#### To do:
As the answer, give every line of the records that includes the word "must".

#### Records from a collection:
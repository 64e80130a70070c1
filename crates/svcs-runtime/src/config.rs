//! Engine configuration.
//!
//! Every knob here is fixed for the lifetime of a
//! [`FusionEngine`][crate::engine::FusionEngine].  The CLI fills it from its
//! config vault; embedders construct it directly.

use serde::{Deserialize, Serialize};
use svcs_types::SvcsError;

/// How semantic descriptions are requested.
#[derive(Debug, Clone, Copy, Default, PartialEq, Eq, Serialize, Deserialize)]
#[serde(rename_all = "snake_case")]
pub enum DescribeMode {
    /// Crop every selected detection and describe the crops concurrently.
    #[default]
    PerObject,
    /// Describe the whole frame once and anchor the returned objects to
    /// matching detections.
    WholeFrame,
}

/// Tunables of the fusion pipeline.
#[derive(Debug, Clone, PartialEq, Serialize, Deserialize)]
#[serde(default)]
pub struct EngineConfig {
    /// Run the detector on frames where `frame mod stride == 1`.
    pub detection_stride: u64,
    /// Run the describer on detected frames where `frame mod stride == 1`.
    pub description_stride: u64,
    /// Detections submitted per description round.
    pub max_described_per_frame: usize,
    /// Seconds a cached semantic label stays valid.
    pub label_ttl_secs: f64,
    /// Grid cell size (pixels) of the tracker-less identity fallback.
    pub bucket_px: f64,
    /// Depth assumed when a frame carries none.
    pub default_depth: f64,
    /// Default MOVE threshold of scan diffs.
    pub diff_threshold: f64,
    pub describe_mode: DescribeMode,
}

impl Default for EngineConfig {
    fn default() -> Self {
        Self {
            detection_stride: 1,
            description_stride: 3,
            max_described_per_frame: 4,
            label_ttl_secs: 10.0,
            bucket_px: 80.0,
            default_depth: 1.5,
            diff_threshold: svcs_memory::DEFAULT_DIFF_THRESHOLD,
            describe_mode: DescribeMode::PerObject,
        }
    }
}

impl EngineConfig {
    /// Reject values the pipeline cannot run with.
    pub fn validate(&self) -> Result<(), SvcsError> {
        let invalid = |msg: String| Err(SvcsError::InvalidInput(msg));
        if self.detection_stride == 0 {
            return invalid("detection_stride must be at least 1".into());
        }
        if self.description_stride == 0 {
            return invalid("description_stride must be at least 1".into());
        }
        if !self.bucket_px.is_finite() || self.bucket_px <= 0.0 {
            return invalid(format!("bucket_px must be positive, got {}", self.bucket_px));
        }
        if !self.label_ttl_secs.is_finite() || self.label_ttl_secs < 0.0 {
            return invalid(format!(
                "label_ttl_secs must be non-negative, got {}",
                self.label_ttl_secs
            ));
        }
        if !self.default_depth.is_finite() || self.default_depth <= 0.0 {
            return invalid(format!(
                "default_depth must be positive, got {}",
                self.default_depth
            ));
        }
        if !self.diff_threshold.is_finite() || self.diff_threshold < 0.0 {
            return invalid(format!(
                "diff_threshold must be non-negative, got {}",
                self.diff_threshold
            ));
        }
        Ok(())
    }
}
//! Configuration Vault – reads/writes `~/.spatialvcs/config.toml`.

use serde::{Deserialize, Serialize};
use std::fs;
use std::path::{Path, PathBuf};
use svcs_runtime::EngineConfig;
use thiserror::Error;

#[derive(Error, Debug)]
pub enum ConfigError {
    #[error("Failed to access config at {path}: {source}")]
    Io {
        path: PathBuf,
        #[source]
        source: std::io::Error,
    },
    #[error("Failed to parse config: {0}")]
    Parse(#[from] toml::de::Error),
    #[error("Failed to serialize config: {0}")]
    Serialize(#[from] toml::ser::Error),
    #[error("Invalid config: {0}")]
    Invalid(String),
}

/// Persisted settings stored in `~/.spatialvcs/config.toml`.
#[derive(Debug, Clone, PartialEq, Serialize, Deserialize)]
pub struct Config {
    /// Vector file of the semantic index; the metadata sidecar sits next to
    /// it with a `.json` extension.
    #[serde(default = "default_index_path")]
    pub index_path: String,

    /// Capacity of each event bus topic.
    #[serde(default = "default_bus_capacity")]
    pub bus_capacity: usize,

    #[serde(default)]
    pub engine: EngineConfig,
}

fn default_index_path() -> String {
    "data/memory/spatial_index.db".to_string()
}
fn default_bus_capacity() -> usize {
    256
}

impl Default for Config {
    fn default() -> Self {
        Self {
            index_path: default_index_path(),
            bus_capacity: default_bus_capacity(),
            engine: EngineConfig::default(),
        }
    }
}

/// Return the path to `~/.spatialvcs/config.toml`.
pub fn config_path() -> PathBuf {
    config_path_for_home(
        &std::env::var("HOME")
            .or_else(|_| std::env::var("USERPROFILE"))
            .unwrap_or_else(|_| ".".to_string()),
    )
}

pub(crate) fn config_path_for_home(home: &str) -> PathBuf {
    PathBuf::from(home).join(".spatialvcs").join("config.toml")
}

/// Load the config from disk.  Returns `None` if the file does not exist.
pub fn load() -> Result<Option<Config>, ConfigError> {
    load_from(&config_path())
}

pub(crate) fn load_from(path: &Path) -> Result<Option<Config>, ConfigError> {
    if !path.exists() {
        return Ok(None);
    }
    let raw = fs::read_to_string(path).map_err(|source| ConfigError::Io {
        path: path.to_path_buf(),
        source,
    })?;
    let mut cfg: Config = toml::from_str(&raw)?;
    apply_env_overrides(&mut cfg);
    cfg.engine
        .validate()
        .map_err(|e| ConfigError::Invalid(e.to_string()))?;
    Ok(Some(cfg))
}

/// Apply `SVCS_*` environment variable overrides to `cfg`.
///
/// | Variable | Config field |
/// |---|---|
/// | `SVCS_DETECTION_STRIDE` | `engine.detection_stride` |
/// | `SVCS_DESCRIPTION_STRIDE` | `engine.description_stride` |
/// | `SVCS_LABEL_TTL_SECS` | `engine.label_ttl_secs` |
/// | `SVCS_BUCKET_PX` | `engine.bucket_px` |
/// | `SVCS_INDEX_PATH` | `index_path` |
///
/// Values that do not parse are ignored.
pub fn apply_env_overrides(cfg: &mut Config) {
    apply_overrides_from(cfg, |key| std::env::var(key).ok());
}

pub(crate) fn apply_overrides_from(cfg: &mut Config, lookup: impl Fn(&str) -> Option<String>) {
    if let Some(v) = lookup("SVCS_DETECTION_STRIDE")
        && let Ok(n) = v.trim().parse::<u64>()
    {
        cfg.engine.detection_stride = n;
    }
    if let Some(v) = lookup("SVCS_DESCRIPTION_STRIDE")
        && let Ok(n) = v.trim().parse::<u64>()
    {
        cfg.engine.description_stride = n;
    }
    if let Some(v) = lookup("SVCS_LABEL_TTL_SECS")
        && let Ok(secs) = v.trim().parse::<f64>()
    {
        cfg.engine.label_ttl_secs = secs;
    }
    if let Some(v) = lookup("SVCS_BUCKET_PX")
        && let Ok(px) = v.trim().parse::<f64>()
    {
        cfg.engine.bucket_px = px;
    }
    if let Some(v) = lookup("SVCS_INDEX_PATH")
        && !v.trim().is_empty()
    {
        cfg.index_path = v;
    }
}

/// Save the config to disk, creating `~/.spatialvcs/` if necessary.
pub fn save(cfg: &Config) -> Result<(), ConfigError> {
    save_to(cfg, &config_path())
}

pub(crate) fn save_to(cfg: &Config, path: &Path) -> Result<(), ConfigError> {
    let io_err = |source| ConfigError::Io {
        path: path.to_path_buf(),
        source,
    };
    if let Some(parent) = path.parent() {
        fs::create_dir_all(parent).map_err(io_err)?;
        // Owner-only directory (rwx------) on Unix.
        #[cfg(unix)]
        {
            use std::os::unix::fs::PermissionsExt;
            fs::set_permissions(parent, fs::Permissions::from_mode(0o700)).map_err(io_err)?;
        }
    }
    let raw = toml::to_string_pretty(cfg)?;
    #[cfg(unix)]
    {
        use std::io::Write;
        use std::os::unix::fs::OpenOptionsExt;
        fs::OpenOptions::new()
            .write(true)
            .create(true)
            .truncate(true)
            .mode(0o600)
            .open(path)
            .and_then(|mut f| f.write_all(raw.as_bytes()))
            .map_err(io_err)?;
    }
    #[cfg(not(unix))]
    fs::write(path, raw).map_err(io_err)?;
    Ok(())
}
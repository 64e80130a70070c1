//! Tracing and OpenTelemetry initialisation.
//!
//! Call [`init_tracing`] once at process startup and hold the returned guard
//! until exit.
//!
//! # Environment variables
//!
//! | Variable | Effect |
//! |---|---|
//! | `RUST_LOG` | Log filter (default `"info"`). |
//! | `SVCS_LOG_FORMAT=json` | Newline-delimited JSON logs instead of the compact console format. |
//! | `OTEL_EXPORTER_OTLP_ENDPOINT` | OTLP/HTTP collector base URL (e.g. `http://localhost:4318`). When set, spans are exported. |
//!
//! # Example
//!
//! ```rust,no_run
//! let _guard = svcs_runtime::telemetry::init_tracing("spatialvcs");
//! tracing::info!("ready");
//! ```

use opentelemetry::trace::TracerProvider as _;
use opentelemetry_otlp::WithExportConfig;
use opentelemetry_sdk::{Resource, trace::SdkTracerProvider};
use tracing_subscriber::{EnvFilter, fmt, layer::SubscriberExt, util::SubscriberInitExt};

/// Console output format.
#[derive(Debug, Clone, Copy, PartialEq, Eq)]
pub enum LogFormat {
    Compact,
    Json,
}

impl LogFormat {
    /// Parse the value of `SVCS_LOG_FORMAT`; anything but `json` is compact.
    pub fn parse(value: Option<&str>) -> Self {
        match value.map(str::trim) {
            Some(v) if v.eq_ignore_ascii_case("json") => LogFormat::Json,
            _ => LogFormat::Compact,
        }
    }

    fn from_env() -> Self {
        Self::parse(std::env::var("SVCS_LOG_FORMAT").ok().as_deref())
    }
}

/// Install the global subscriber: env filter, console formatter and, when
/// `OTEL_EXPORTER_OTLP_ENDPOINT` is set, an OTLP span exporter.
///
/// Calling it a second time leaves the first subscriber in place.
pub fn init_tracing(service_name: &str) -> TracerProviderGuard {
    let env_filter =
        EnvFilter::try_from_default_env().unwrap_or_else(|_| EnvFilter::new("info"));
    let format = LogFormat::from_env();
    let provider = build_provider(service_name);

    let otel_layer = provider
        .as_ref()
        .map(|p| tracing_opentelemetry::layer().with_tracer(p.tracer("spatialvcs")));
    let (json_layer, compact_layer) = match format {
        LogFormat::Json => (Some(fmt::layer().json()), None),
        LogFormat::Compact => (None, Some(fmt::layer().compact())),
    };

    if let Err(e) = tracing_subscriber::registry()
        .with(env_filter)
        .with(otel_layer)
        .with(json_layer)
        .with(compact_layer)
        .try_init()
    {
        eprintln!("[svcs] tracing already initialised: {e}");
    }

    TracerProviderGuard(provider)
}

/// Shuts the OTel [`SdkTracerProvider`] down on drop, flushing pending spans.
pub struct TracerProviderGuard(Option<SdkTracerProvider>);

impl TracerProviderGuard {
    /// Whether spans are being exported.
    pub fn is_exporting(&self) -> bool {
        self.0.is_some()
    }
}

impl Drop for TracerProviderGuard {
    fn drop(&mut self) {
        if let Some(provider) = self.0.take()
            && let Err(e) = provider.shutdown()
        {
            eprintln!("[svcs] OpenTelemetry provider shutdown error: {e}");
        }
    }
}

fn build_provider(service_name: &str) -> Option<SdkTracerProvider> {
    let endpoint = std::env::var("OTEL_EXPORTER_OTLP_ENDPOINT").ok()?;

    let exporter = opentelemetry_otlp::SpanExporter::builder()
        .with_http()
        .with_endpoint(endpoint)
        .build()
        .map_err(|e| eprintln!("[svcs] OTLP exporter init failed: {e}"))
        .ok()?;

    let resource = Resource::builder()
        .with_service_name(service_name.to_string())
        .build();

    // Simple exporter: the CLI starts its Tokio runtime after tracing init.
    Some(
        SdkTracerProvider::builder()
            .with_resource(resource)
            .with_simple_exporter(exporter)
            .build(),
    )
}
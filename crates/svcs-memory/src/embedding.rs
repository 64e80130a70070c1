//! Text embedders.
//!
//! The semantic index only needs two things from an embedding model: a fixed
//! output dimension and a way to turn text into a vector of that size.  The
//! [`Embedder`] trait captures exactly that, so a hosted model can be plugged
//! in by the embedding application.
//!
//! [`HashingEmbedder`] is the local default.  It is a feature-hashing model:
//! every lower-cased alphanumeric token (weight 1.0) and every adjacent token
//! pair (weight 0.5) is hashed with FNV-1a 64 into one of [`EMBEDDING_DIM`]
//! buckets, with the top hash bit choosing the sign.  Texts sharing words
//! therefore land close together under inner product, which is all the
//! engine's search needs.
//!
//! # Example
//!
//! ```rust
//! use svcs_memory::embedding::{Embedder, HashingEmbedder, cosine_similarity};
//!
//! let e = HashingEmbedder::default();
//! let a = e.embed("red mug on the desk").unwrap();
//! let b = e.embed("a red mug").unwrap();
//! let c = e.embed("bicycle helmet").unwrap();
//! assert_eq!(a.len(), 384);
//! assert!(cosine_similarity(&a, &b) > cosine_similarity(&a, &c));
//! ```

use crate::error::MemoryError;

/// Dimension of every vector stored in the semantic index.
pub const EMBEDDING_DIM: usize = 384;

const BIGRAM_WEIGHT: f32 = 0.5;

/// Text → dense vector.
pub trait Embedder: Send + Sync {
    /// Length of every vector returned by [`embed`][Embedder::embed].
    fn dimension(&self) -> usize;

    /// Embed `text`.  The result need not be normalised.
    fn embed(&self, text: &str) -> Result<Vec<f32>, MemoryError>;

    /// Short name for logs and status output.
    fn name(&self) -> &str;
}

// ─────────────────────────────────────────────────────────────────────────────
// HashingEmbedder
// ─────────────────────────────────────────────────────────────────────────────

/// Deterministic local feature-hashing embedder.
#[derive(Debug, Clone, Copy)]
pub struct HashingEmbedder {
    dim: usize,
}

impl HashingEmbedder {
    /// Embedder with `dim` buckets (clamped to at least 1).
    pub fn new(dim: usize) -> Self {
        Self { dim: dim.max(1) }
    }
}

impl Default for HashingEmbedder {
    fn default() -> Self {
        Self::new(EMBEDDING_DIM)
    }
}

impl Embedder for HashingEmbedder {
    fn dimension(&self) -> usize {
        self.dim
    }

    fn embed(&self, text: &str) -> Result<Vec<f32>, MemoryError> {
        let tokens = tokenize(text);
        let mut v = vec![0.0f32; self.dim];
        for token in &tokens {
            self.accumulate(&mut v, token.as_bytes(), 1.0);
        }
        for pair in tokens.windows(2) {
            let joined = format!("{} {}", pair[0], pair[1]);
            self.accumulate(&mut v, joined.as_bytes(), BIGRAM_WEIGHT);
        }
        Ok(v)
    }

    fn name(&self) -> &str {
        "hashing"
    }
}

impl HashingEmbedder {
    fn accumulate(&self, v: &mut [f32], feature: &[u8], weight: f32) {
        let h = fnv1a64(feature);
        let bucket = (h % self.dim as u64) as usize;
        let sign = if h >> 63 == 0 { 1.0 } else { -1.0 };
        v[bucket] += sign * weight;
    }
}

fn tokenize(text: &str) -> Vec<String> {
    text.split(|c: char| !c.is_alphanumeric())
        .filter(|t| !t.is_empty())
        .map(str::to_lowercase)
        .collect()
}

fn fnv1a64(bytes: &[u8]) -> u64 {
    const OFFSET: u64 = 0xcbf29ce484222325;
    const PRIME: u64 = 0x100000001b3;
    let mut h = OFFSET;
    for &b in bytes {
        h ^= b as u64;
        h = h.wrapping_mul(PRIME);
    }
    h
}

// ─────────────────────────────────────────────────────────────────────────────
// Vector helpers
// ─────────────────────────────────────────────────────────────────────────────

/// Scale `v` to unit length in place.  A zero vector is left unchanged.
pub fn l2_normalize(v: &mut [f32]) {
    let norm = v.iter().map(|x| x * x).sum::<f32>().sqrt();
    if norm > 0.0 {
        for x in v.iter_mut() {
            *x /= norm;
        }
    }
}

/// Inner product of two equal-length vectors.
pub fn dot(a: &[f32], b: &[f32]) -> f32 {
    a.iter().zip(b).map(|(x, y)| x * y).sum()
}

/// Cosine similarity in `[-1.0, 1.0]`, or `0.0` if either vector has zero
/// norm.
pub fn cosine_similarity(a: &[f32], b: &[f32]) -> f32 {
    let norm_a: f32 = a.iter().map(|x| x * x).sum::<f32>().sqrt();
    let norm_b: f32 = b.iter().map(|x| x * x).sum::<f32>().sqrt();
    if norm_a == 0.0 || norm_b == 0.0 {
        0.0
    } else {
        dot(a, b) / (norm_a * norm_b)
    }
}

#### Response to this task:
            return invalid("detection_stride must be at least 1".into());
            return invalid("description_stride must be at least 1".into());
            return invalid(format!("bucket_px must be positive, got {}", self.bucket_px));
                "label_ttl_secs must be non-negative, got {}",
                "default_depth must be positive, got {}",
                "diff_threshold must be non-negative, got {}",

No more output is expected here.